二十万金买个玩玩的奴隶,这是真有钱烧得慌。
姚菁虽以此行为耻,却也不由自主在心中赞叹:美人不愧是美人,竟能引得那群狗男人争相抢夺,还豪掷二十万金。
拍师嘴角早就咧到了后脑勺。
等了片刻,见无人再喊价。
他敲锤:“二十万金一次。”
再敲:“二十万金两次。”
手一顿,扫视了眼底下的人。
“二十万金三次。”
“咚!”一锤定音:“成交。”
拍师指向刀疤男:“恭喜这位贵客抱得美人归。
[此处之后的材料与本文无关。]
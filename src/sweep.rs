//! The stale-issue sweep.
//!
//! A sweep walks the open issues waiting on their authors and moves each one along:
//! 1. Issues whose `response_requested_label` has sat longer than `days_before_stale`
//!    get the `closing_soon_label`.
//! 2. Issues whose `closing_soon_label` has sat longer than `days_before_close` are closed.
//! 3. Issues that still carry `closing_soon_label` after a maintainer removed
//!    `response_requested_label` are unmarked.
//!
//! Label ages come from each issue's timeline, never from the issue's update time.

use crate::github::IssueApi;
use crate::predicates::{is_older_than, is_pr, issue_label_date};
use crate::types::{Issue, IssueFilter};
use chrono::{DateTime, Utc};
use serde::Serialize;

#[derive(Clone, Debug, PartialEq, Eq)]
pub struct SweepConfig {
    pub response_requested_label: String,
    pub closing_soon_label: String,
    pub days_before_stale: i64,
    pub days_before_close: i64,
    pub exempt_pull_requests: bool,
    pub dry_run: bool,
}

impl Default for SweepConfig {
    fn default() -> Self {
        Self {
            response_requested_label: "response-requested".to_string(),
            closing_soon_label: "closing-soon".to_string(),
            days_before_stale: 7,
            days_before_close: 4,
            exempt_pull_requests: false,
            dry_run: false,
        }
    }
}

#[derive(Clone, Copy, Debug, PartialEq, Eq, Serialize)]
#[serde(rename_all = "snake_case")]
pub enum SweepAction {
    MarkClosingSoon,
    Close,
    Unmark,
}

#[derive(Clone, Debug, PartialEq, Eq, Serialize)]
pub struct SweepEntry {
    pub issue: u64,
    pub action: SweepAction,
    /// HTTP status of each request made for the action; empty on a dry run.
    pub statuses: Vec<u16>,
}

#[derive(Clone, Debug, Default, PartialEq, Eq, Serialize)]
pub struct SweepReport {
    pub entries: Vec<SweepEntry>,
    /// Issues inspected but left alone.
    pub skipped: Vec<u64>,
}

impl SweepReport {
    pub fn count(&self, action: SweepAction) -> usize {
        self.entries.iter().filter(|e| e.action == action).count()
    }
}
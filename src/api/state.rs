//! Application state for the Payroll Engine API.
//!
//! This module defines the shared application state that is available
//! to all request handlers.

use std::sync::Arc;

use crate::service::{PayrollService, SubmissionService};
use crate::store::MemoryStore;

/// Shared application state.
///
/// Holds the engine services over one shared store. The store is the only
/// stateful resource; the services themselves are stateless.
#[derive(Clone)]
pub struct AppState {
    submissions: SubmissionService<MemoryStore>,
    payrolls: PayrollService<MemoryStore>,
}

impl AppState {
    /// Creates application state over the given store.
    pub fn new(store: Arc<MemoryStore>) -> Self {
        Self {
            submissions: SubmissionService::new(Arc::clone(&store)),
            payrolls: PayrollService::new(store),
        }
    }

    /// Returns the submission service.
    pub fn submissions(&self) -> &SubmissionService<MemoryStore> {
        &self.submissions
    }

    /// Returns the payroll service.
    pub fn payrolls(&self) -> &PayrollService<MemoryStore> {
        &self.payrolls
    }
}

#[cfg(test)]
mod tests {
    use super::*;

    #[test]
    fn test_app_state_is_clone() {
        // Verify AppState can be cloned (required for axum state)
        fn assert_clone<T: Clone>() {}
        assert_clone::<AppState>();
    }
}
”
得不到美人,有人对大礼感到好奇,便喊。
“你们的大礼呢,敢不敢拿出来给爷瞧瞧。”
拍师含笑回应。
“本‘拍奴坊’诚信经营,说有大礼,就有大礼。”
接着他大喊一声:“来人,上大礼!”
随着拍师话落,姚家人的铁笼被缓缓拉上看台。
姚菁一脸懵逼。
合着她一家就是免费大放送的?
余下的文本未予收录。